> [Exercise prompt]: Print the line that contains "engine = super::open_engine(&args.db, args.config.as_deref())?;" and every line after it through the last line of the records below, exactly as written and nothing else.

[Stored data]
%%

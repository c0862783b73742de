use std::path::PathBuf;

use clap::Args;

use threadlens_core::types::{PostFilter, Trend};

#[derive(Args, Debug)]
pub struct AuthorsArgs {
    /// Path to the database file
    #[arg(long, default_value = "threadlens.db")]
    pub db: PathBuf,

    /// Path to a threadlens.toml config file
    #[arg(long)]
    pub config: Option<PathBuf>,

    /// Restrict to one platform
    #[arg(long)]
    pub platform: Option<String>,

    /// Number of authors to show
    #[arg(long, default_value_t = 10)]
    pub limit: usize,

    /// Output format: text or json
    #[arg(long, default_value = "text")]
    pub format: String,
}

pub async fn run(args: AuthorsArgs) -> anyhow::Result<()> {
    let engine = super::open_engine(&args.db, args.config.as_deref())?;
    let filter = PostFilter {
        platform: args.platform.clone(),
        ..PostFilter::default()
    };
    let authors = engine.query_top_authors(args.limit, &filter).await?;

    if args.format == "json" {
        println!("{}", serde_json::to_string_pretty(&authors)?);
        return Ok(());
    }

    if authors.is_empty() {
        println!("No authors found.");
        return Ok(());
    }

    println!(
        "{:>3}  {:<20} {:>6} {:>8} {:>8} {:>8}  {:<9} {}",
        "#", "author", "posts", "score", "avg", "engage", "trend", "tier"
    );
    for (rank, a) in authors.iter().enumerate() {
        let trend = match a.trend {
            Trend::Rising => format!("+{:.0}%", a.trend_value),
            Trend::Declining => format!("{:.0}%", a.trend_value),
            Trend::Stable => "stable".to_string(),
        };
        println!(
            "{:>3}  {:<20} {:>6} {:>8} {:>8.1} {:>8.1}  {:<9} {:?}",
            rank + 1,
            a.author,
            a.post_count,
            a.total_score,
            a.avg_score,
            a.avg_engagement,
            trend,
            a.tier,
        );
    }
    Ok(())
}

%%

> [Solution for this problem]:
    let engine = super::open_engine(&args.db, args.config.as_deref())?;
    let filter = PostFilter {
        platform: args.platform.clone(),
        ..PostFilter::default()
    };
    let authors = engine.query_top_authors(args.limit, &filter).await?;

    if args.format == "json" {
        println!("{}", serde_json::to_string_pretty(&authors)?);
        return Ok(());
    }

    if authors.is_empty() {
        println!("No authors found.");
        return Ok(());
    }

    println!(
        "{:>3}  {:<20} {:>6} {:>8} {:>8} {:>8}  {:<9} {}",
        "#", "author", "posts", "score", "avg", "engage", "trend", "tier"
    );
    for (rank, a) in authors.iter().enumerate() {
        let trend = match a.trend {
            Trend::Rising => format!("+{:.0}%", a.trend_value),
            Trend::Declining => format!("{:.0}%", a.trend_value),
            Trend::Stable => "stable".to_string(),
        };
        println!(
            "{:>3}  {:<20} {:>6} {:>8} {:>8.1} {:>8.1}  {:<9} {:?}",
            rank + 1,
            a.author,
            a.post_count,
            a.total_score,
            a.avg_score,
            a.avg_engagement,
            trend,
            a.tier,
        );
    }
    Ok(())
}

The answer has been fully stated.